___ Task material

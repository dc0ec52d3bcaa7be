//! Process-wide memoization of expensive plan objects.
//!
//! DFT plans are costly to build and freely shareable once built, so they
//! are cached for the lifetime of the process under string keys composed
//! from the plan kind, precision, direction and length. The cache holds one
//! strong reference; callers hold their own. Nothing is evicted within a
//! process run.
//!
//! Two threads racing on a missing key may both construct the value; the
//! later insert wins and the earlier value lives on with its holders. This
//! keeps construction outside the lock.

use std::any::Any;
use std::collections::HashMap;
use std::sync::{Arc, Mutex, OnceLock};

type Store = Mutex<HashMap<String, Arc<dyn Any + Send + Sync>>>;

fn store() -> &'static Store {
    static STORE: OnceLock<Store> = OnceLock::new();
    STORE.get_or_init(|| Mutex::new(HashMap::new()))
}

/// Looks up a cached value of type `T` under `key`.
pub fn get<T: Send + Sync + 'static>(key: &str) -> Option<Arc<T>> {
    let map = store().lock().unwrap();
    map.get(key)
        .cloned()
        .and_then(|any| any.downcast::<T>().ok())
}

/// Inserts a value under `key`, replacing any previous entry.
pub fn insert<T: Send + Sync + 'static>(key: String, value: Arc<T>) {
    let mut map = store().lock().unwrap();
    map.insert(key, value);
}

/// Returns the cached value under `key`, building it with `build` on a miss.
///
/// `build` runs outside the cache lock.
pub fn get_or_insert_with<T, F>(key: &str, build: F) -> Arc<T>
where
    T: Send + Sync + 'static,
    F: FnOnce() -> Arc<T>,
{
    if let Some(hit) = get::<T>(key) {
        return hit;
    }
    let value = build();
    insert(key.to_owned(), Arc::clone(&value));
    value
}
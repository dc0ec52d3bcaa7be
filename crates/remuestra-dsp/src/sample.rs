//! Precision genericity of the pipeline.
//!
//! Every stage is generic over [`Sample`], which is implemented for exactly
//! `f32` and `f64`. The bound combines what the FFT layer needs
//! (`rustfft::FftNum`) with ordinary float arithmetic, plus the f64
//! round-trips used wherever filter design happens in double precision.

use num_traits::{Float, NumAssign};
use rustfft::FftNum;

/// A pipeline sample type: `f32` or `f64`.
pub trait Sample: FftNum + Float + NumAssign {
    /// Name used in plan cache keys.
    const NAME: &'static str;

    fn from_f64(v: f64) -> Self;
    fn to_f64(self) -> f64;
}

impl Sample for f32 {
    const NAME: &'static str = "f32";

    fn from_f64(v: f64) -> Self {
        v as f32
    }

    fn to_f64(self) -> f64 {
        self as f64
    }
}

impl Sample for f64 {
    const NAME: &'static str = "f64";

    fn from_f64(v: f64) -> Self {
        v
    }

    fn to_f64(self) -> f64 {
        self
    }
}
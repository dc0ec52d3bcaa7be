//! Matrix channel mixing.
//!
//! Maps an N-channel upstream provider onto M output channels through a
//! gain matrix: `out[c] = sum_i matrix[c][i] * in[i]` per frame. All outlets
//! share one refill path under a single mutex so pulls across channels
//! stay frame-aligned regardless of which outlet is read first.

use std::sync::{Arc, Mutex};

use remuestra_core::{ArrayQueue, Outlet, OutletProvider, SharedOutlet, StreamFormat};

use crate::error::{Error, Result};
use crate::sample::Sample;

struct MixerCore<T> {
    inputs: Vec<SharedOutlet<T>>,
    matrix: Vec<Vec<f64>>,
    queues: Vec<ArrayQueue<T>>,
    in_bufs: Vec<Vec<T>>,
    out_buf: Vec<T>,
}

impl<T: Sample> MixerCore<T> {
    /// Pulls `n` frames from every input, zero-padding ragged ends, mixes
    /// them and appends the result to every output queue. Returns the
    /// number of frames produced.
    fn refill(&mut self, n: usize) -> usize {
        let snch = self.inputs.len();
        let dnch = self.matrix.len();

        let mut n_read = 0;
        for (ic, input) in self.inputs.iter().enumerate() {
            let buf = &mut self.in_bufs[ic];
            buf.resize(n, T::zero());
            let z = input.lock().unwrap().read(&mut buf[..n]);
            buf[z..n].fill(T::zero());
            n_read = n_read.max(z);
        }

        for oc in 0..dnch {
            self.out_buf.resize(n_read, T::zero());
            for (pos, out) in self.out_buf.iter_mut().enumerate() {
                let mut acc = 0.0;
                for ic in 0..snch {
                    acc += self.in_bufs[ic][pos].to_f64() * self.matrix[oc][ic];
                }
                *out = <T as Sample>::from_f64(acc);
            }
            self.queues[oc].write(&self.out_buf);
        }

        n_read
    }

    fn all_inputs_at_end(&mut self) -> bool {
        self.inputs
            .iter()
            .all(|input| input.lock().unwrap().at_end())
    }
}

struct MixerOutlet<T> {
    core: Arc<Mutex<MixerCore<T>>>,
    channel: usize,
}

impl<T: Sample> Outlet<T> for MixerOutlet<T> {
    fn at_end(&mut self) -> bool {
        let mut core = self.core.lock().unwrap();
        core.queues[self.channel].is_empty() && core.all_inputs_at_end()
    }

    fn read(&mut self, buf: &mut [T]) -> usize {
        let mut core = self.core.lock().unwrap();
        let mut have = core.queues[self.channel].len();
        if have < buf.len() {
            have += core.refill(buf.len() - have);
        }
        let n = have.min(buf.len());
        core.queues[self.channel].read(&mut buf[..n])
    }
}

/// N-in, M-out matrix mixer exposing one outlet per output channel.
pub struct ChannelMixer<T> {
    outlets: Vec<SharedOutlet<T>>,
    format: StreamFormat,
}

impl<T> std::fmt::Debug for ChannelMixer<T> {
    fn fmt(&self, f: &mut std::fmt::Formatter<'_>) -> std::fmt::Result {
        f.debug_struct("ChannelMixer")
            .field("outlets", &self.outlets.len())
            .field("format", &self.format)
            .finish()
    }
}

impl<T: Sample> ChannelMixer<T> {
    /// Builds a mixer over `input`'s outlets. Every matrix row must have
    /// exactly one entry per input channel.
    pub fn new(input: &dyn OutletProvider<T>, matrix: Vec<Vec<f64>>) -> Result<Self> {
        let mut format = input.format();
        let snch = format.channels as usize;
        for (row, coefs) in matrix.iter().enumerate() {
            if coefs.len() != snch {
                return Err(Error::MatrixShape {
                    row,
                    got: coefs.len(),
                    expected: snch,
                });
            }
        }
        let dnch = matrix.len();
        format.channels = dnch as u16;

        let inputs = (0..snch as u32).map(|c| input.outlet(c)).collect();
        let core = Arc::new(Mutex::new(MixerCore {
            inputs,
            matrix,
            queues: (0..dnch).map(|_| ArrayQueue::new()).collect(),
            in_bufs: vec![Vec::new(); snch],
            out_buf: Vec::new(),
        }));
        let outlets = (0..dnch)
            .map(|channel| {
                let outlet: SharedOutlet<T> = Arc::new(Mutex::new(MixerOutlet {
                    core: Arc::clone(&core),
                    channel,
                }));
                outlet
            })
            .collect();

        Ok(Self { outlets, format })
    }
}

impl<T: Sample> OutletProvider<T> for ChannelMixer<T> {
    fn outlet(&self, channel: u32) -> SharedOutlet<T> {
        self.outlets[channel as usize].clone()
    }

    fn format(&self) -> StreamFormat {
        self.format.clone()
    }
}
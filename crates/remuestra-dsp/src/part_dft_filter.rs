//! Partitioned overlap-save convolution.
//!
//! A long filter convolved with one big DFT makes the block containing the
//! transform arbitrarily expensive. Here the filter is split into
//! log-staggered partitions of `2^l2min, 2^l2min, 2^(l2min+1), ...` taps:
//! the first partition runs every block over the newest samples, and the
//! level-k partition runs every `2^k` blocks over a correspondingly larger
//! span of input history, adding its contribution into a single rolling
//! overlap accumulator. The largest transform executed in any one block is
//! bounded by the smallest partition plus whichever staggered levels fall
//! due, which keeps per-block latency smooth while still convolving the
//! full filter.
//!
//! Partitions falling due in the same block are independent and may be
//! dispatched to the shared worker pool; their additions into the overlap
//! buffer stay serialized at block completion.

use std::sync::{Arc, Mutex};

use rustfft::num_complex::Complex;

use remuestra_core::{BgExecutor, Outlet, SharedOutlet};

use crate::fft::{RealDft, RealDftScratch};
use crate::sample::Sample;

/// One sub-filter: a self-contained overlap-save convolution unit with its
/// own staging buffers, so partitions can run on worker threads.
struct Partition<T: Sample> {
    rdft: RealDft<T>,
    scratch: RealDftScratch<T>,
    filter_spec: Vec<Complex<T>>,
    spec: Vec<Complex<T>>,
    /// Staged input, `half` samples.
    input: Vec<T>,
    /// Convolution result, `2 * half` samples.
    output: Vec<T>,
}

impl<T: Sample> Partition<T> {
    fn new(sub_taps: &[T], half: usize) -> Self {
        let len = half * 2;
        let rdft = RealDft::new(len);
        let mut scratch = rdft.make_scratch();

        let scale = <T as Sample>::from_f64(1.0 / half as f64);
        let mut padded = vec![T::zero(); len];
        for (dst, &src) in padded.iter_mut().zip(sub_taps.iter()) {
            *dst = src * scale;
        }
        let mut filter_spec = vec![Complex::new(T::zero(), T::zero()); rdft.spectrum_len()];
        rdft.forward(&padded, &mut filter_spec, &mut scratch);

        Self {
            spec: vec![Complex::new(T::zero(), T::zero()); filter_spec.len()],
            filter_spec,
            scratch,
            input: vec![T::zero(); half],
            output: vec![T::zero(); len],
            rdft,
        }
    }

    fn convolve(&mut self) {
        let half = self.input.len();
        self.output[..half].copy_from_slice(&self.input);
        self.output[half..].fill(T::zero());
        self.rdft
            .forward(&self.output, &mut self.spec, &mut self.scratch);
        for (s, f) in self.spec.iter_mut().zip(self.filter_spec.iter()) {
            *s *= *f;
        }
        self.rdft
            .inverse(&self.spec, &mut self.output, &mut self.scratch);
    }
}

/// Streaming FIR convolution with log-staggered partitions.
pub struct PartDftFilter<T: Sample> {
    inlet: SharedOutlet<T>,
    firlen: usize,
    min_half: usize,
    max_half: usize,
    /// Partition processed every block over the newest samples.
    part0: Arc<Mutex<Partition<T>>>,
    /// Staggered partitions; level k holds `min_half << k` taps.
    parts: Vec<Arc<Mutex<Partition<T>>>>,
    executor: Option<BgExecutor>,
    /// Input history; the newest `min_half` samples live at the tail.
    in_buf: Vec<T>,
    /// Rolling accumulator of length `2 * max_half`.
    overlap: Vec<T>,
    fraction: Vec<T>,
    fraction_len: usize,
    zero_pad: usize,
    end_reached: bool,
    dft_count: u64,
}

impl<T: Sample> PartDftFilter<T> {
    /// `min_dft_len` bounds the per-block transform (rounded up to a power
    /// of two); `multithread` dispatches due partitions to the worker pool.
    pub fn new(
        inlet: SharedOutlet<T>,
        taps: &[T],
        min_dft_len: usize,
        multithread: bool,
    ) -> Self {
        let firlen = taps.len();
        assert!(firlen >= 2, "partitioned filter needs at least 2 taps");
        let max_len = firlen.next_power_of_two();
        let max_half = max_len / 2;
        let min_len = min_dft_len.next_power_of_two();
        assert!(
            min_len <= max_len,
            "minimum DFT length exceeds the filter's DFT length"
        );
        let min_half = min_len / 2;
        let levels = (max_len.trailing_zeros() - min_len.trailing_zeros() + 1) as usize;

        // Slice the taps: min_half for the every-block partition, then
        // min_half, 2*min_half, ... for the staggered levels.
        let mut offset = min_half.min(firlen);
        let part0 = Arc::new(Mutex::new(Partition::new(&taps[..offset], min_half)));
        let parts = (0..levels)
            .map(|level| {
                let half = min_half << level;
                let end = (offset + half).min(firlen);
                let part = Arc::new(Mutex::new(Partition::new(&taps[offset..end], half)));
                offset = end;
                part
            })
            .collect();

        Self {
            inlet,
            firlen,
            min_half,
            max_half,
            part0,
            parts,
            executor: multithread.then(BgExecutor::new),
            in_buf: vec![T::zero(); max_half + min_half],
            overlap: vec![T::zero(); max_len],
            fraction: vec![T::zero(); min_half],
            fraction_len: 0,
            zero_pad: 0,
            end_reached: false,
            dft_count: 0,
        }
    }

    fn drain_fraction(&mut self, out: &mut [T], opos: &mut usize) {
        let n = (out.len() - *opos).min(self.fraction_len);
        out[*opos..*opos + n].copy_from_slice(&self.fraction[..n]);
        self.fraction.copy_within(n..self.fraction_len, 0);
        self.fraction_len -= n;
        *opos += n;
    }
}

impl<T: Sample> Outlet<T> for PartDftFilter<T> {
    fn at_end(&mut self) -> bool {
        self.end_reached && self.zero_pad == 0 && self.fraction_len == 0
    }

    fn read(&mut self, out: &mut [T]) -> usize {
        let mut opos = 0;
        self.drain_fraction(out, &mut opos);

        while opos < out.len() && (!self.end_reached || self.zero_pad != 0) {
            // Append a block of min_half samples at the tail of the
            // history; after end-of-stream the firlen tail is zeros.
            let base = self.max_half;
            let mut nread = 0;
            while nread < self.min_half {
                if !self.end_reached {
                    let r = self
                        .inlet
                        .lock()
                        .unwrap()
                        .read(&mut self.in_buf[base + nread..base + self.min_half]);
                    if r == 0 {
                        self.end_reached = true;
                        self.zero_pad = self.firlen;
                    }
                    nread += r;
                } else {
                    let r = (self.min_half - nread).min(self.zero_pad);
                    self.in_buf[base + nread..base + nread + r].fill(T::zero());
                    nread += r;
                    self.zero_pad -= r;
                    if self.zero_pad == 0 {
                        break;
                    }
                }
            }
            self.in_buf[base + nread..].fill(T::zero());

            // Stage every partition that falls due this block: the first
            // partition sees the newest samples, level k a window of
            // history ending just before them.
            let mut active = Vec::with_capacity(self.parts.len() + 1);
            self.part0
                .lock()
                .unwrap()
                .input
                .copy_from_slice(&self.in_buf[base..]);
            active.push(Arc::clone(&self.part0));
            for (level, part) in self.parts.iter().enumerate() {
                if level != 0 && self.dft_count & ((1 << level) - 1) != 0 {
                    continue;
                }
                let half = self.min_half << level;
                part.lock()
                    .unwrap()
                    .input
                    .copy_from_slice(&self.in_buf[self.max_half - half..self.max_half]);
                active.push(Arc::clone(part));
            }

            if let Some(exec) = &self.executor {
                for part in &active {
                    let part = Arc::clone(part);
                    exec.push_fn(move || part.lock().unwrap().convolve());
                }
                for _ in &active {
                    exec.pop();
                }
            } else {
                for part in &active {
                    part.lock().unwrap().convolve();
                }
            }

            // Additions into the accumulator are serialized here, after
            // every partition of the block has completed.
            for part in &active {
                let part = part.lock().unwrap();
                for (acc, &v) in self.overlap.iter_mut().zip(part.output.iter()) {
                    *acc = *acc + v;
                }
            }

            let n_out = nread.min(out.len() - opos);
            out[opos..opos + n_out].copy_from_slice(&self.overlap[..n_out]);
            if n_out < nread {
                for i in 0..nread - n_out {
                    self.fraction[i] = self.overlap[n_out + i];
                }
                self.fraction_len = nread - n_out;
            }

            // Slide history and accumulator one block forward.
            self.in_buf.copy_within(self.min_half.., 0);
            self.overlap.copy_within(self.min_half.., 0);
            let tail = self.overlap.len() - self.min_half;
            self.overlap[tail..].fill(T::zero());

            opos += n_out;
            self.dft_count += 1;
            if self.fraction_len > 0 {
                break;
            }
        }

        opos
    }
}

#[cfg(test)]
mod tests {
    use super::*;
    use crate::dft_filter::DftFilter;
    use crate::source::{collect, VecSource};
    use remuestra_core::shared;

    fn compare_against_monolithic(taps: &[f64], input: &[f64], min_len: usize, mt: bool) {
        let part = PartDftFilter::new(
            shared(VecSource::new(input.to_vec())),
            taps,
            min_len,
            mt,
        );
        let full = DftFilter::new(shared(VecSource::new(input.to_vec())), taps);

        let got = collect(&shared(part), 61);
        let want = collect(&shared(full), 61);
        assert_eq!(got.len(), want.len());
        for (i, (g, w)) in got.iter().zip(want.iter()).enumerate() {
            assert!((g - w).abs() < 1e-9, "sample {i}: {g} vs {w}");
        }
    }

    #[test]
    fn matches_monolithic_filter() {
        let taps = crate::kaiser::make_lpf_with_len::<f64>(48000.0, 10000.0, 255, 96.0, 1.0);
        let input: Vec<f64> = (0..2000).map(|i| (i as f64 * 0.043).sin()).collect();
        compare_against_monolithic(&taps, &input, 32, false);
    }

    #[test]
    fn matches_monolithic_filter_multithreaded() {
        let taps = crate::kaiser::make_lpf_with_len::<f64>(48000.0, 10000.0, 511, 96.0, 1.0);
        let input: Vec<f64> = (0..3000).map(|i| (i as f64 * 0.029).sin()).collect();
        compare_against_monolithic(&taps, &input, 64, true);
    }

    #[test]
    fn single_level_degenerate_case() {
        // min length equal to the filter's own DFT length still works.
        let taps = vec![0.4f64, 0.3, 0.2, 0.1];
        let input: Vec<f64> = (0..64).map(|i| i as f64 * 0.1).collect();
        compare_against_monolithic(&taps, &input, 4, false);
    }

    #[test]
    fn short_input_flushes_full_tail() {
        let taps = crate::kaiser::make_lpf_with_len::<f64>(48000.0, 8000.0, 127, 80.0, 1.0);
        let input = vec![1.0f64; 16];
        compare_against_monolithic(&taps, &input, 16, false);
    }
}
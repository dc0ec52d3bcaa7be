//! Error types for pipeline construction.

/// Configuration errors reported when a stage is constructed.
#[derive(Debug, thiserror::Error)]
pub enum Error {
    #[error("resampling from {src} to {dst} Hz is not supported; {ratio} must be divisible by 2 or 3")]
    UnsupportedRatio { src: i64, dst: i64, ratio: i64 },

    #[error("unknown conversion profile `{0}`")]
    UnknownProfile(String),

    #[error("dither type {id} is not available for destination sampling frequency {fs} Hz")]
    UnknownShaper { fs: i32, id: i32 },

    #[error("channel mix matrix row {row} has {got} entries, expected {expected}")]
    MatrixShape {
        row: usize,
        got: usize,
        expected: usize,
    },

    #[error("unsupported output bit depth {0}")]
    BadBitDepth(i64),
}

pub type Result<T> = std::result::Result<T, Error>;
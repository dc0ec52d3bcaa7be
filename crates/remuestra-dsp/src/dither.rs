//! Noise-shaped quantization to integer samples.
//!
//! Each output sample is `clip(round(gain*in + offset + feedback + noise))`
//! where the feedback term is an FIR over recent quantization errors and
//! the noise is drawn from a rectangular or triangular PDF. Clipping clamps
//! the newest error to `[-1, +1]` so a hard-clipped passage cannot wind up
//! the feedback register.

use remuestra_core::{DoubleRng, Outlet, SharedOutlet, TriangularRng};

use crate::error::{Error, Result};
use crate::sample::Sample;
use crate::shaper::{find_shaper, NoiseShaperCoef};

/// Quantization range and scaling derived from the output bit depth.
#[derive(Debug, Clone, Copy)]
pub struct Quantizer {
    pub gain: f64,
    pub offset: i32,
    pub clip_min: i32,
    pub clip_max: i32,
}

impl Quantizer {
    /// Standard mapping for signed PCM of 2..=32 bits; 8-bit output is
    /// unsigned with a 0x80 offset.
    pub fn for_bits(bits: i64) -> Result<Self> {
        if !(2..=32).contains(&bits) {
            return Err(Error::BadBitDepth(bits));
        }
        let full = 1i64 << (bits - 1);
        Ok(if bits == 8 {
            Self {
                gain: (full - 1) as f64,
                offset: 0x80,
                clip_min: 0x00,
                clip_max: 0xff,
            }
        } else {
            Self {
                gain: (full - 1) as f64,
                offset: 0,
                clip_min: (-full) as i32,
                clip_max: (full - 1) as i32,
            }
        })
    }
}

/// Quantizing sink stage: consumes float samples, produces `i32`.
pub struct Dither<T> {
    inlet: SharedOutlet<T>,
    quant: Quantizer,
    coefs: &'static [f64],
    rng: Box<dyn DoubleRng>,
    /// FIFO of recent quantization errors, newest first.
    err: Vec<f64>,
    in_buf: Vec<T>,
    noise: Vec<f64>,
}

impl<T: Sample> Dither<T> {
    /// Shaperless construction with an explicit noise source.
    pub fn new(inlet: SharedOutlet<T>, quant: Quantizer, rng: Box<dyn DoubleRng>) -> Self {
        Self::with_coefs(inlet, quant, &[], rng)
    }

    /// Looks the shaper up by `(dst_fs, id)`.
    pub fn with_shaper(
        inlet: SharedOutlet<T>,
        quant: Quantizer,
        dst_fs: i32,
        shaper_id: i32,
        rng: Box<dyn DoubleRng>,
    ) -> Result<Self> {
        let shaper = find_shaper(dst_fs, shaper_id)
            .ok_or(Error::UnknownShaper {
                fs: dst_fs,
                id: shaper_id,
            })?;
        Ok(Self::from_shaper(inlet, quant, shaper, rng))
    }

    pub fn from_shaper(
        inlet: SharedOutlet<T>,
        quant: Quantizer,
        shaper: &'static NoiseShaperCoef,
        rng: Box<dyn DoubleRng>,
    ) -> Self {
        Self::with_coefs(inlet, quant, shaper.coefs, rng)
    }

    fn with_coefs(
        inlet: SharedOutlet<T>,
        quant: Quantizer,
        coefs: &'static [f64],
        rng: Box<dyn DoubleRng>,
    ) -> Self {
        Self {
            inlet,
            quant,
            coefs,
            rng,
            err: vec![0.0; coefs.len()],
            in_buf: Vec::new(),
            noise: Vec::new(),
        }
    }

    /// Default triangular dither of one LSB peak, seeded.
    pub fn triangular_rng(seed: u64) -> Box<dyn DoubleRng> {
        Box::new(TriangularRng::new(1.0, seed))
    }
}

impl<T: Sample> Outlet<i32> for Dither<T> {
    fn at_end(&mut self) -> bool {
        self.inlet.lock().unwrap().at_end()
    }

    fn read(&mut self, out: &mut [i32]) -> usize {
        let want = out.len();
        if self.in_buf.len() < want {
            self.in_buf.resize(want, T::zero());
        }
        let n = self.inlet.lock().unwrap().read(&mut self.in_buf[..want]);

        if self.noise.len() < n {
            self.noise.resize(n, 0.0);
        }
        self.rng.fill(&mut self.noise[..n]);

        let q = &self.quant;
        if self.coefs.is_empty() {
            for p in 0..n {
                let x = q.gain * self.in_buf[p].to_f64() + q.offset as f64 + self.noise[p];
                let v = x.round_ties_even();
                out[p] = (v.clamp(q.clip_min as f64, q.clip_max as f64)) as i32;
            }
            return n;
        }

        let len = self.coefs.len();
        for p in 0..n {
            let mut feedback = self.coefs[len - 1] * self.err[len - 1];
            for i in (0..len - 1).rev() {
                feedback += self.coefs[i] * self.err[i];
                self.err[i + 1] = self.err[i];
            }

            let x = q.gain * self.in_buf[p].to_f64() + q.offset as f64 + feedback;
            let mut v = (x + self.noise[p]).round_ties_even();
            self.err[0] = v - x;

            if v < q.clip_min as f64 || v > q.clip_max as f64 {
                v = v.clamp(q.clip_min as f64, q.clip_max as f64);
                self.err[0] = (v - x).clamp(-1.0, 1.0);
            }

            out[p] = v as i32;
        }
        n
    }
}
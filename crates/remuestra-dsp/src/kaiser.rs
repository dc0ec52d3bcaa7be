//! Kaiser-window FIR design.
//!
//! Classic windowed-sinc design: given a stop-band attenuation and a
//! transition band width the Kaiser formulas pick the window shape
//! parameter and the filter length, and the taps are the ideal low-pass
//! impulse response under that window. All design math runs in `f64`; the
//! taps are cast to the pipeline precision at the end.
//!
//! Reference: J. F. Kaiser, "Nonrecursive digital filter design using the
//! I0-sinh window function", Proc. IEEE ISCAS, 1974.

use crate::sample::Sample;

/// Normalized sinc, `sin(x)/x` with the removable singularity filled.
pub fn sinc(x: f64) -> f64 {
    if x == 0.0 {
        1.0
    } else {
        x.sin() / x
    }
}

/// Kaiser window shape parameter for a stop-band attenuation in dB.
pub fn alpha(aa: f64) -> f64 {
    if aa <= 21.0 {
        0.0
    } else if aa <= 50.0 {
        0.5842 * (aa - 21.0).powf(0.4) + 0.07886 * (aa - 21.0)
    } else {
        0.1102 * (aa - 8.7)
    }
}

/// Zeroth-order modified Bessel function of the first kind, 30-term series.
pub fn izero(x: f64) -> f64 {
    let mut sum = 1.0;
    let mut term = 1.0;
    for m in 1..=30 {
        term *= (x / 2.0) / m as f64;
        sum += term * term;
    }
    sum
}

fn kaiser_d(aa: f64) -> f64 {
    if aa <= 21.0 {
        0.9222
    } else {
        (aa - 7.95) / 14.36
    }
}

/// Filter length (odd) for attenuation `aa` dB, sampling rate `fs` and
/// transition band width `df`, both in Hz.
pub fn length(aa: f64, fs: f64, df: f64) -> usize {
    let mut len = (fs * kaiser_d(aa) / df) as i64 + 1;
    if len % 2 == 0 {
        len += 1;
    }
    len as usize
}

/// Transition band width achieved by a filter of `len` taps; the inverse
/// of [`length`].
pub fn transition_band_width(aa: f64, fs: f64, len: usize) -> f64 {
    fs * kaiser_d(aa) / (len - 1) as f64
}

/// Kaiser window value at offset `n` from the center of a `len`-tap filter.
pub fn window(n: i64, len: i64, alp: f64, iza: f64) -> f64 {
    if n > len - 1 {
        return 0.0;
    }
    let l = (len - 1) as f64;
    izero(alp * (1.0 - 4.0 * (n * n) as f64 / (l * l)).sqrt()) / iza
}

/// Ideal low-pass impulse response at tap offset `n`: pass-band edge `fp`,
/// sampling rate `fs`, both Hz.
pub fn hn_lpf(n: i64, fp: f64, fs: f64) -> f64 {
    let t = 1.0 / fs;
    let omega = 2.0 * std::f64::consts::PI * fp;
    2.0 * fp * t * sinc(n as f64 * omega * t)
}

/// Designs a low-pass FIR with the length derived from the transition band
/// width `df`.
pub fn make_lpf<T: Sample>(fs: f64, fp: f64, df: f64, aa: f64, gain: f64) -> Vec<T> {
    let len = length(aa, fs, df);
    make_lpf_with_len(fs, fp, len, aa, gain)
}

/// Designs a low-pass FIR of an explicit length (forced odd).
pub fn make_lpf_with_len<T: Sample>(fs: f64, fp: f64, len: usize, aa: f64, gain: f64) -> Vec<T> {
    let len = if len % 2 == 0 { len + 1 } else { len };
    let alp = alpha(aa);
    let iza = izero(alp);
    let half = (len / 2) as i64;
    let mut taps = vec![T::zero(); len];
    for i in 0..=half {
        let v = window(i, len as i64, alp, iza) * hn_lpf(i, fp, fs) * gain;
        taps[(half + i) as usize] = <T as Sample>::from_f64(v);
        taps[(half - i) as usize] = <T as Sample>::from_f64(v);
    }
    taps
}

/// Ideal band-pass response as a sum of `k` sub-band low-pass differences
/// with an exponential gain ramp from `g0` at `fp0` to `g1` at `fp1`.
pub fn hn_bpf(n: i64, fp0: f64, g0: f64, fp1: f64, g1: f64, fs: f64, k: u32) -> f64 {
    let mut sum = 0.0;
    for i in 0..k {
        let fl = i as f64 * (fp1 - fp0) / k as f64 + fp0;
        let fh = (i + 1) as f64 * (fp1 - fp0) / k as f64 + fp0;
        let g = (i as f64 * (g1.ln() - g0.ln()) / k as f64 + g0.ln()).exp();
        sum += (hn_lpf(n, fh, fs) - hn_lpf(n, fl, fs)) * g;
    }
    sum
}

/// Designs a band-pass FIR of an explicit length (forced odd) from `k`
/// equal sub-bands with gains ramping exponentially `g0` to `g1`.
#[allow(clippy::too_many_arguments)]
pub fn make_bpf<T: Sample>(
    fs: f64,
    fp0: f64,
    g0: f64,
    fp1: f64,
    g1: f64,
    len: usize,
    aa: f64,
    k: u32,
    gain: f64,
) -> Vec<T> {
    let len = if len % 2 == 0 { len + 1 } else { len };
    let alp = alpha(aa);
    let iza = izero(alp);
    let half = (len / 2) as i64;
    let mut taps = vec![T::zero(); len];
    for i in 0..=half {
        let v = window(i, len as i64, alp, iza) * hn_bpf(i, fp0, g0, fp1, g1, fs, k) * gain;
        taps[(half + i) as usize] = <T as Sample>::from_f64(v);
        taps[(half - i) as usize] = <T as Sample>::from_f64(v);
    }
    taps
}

______

Looking at the data above, give the number of lines that include "first"; add nothing else.

5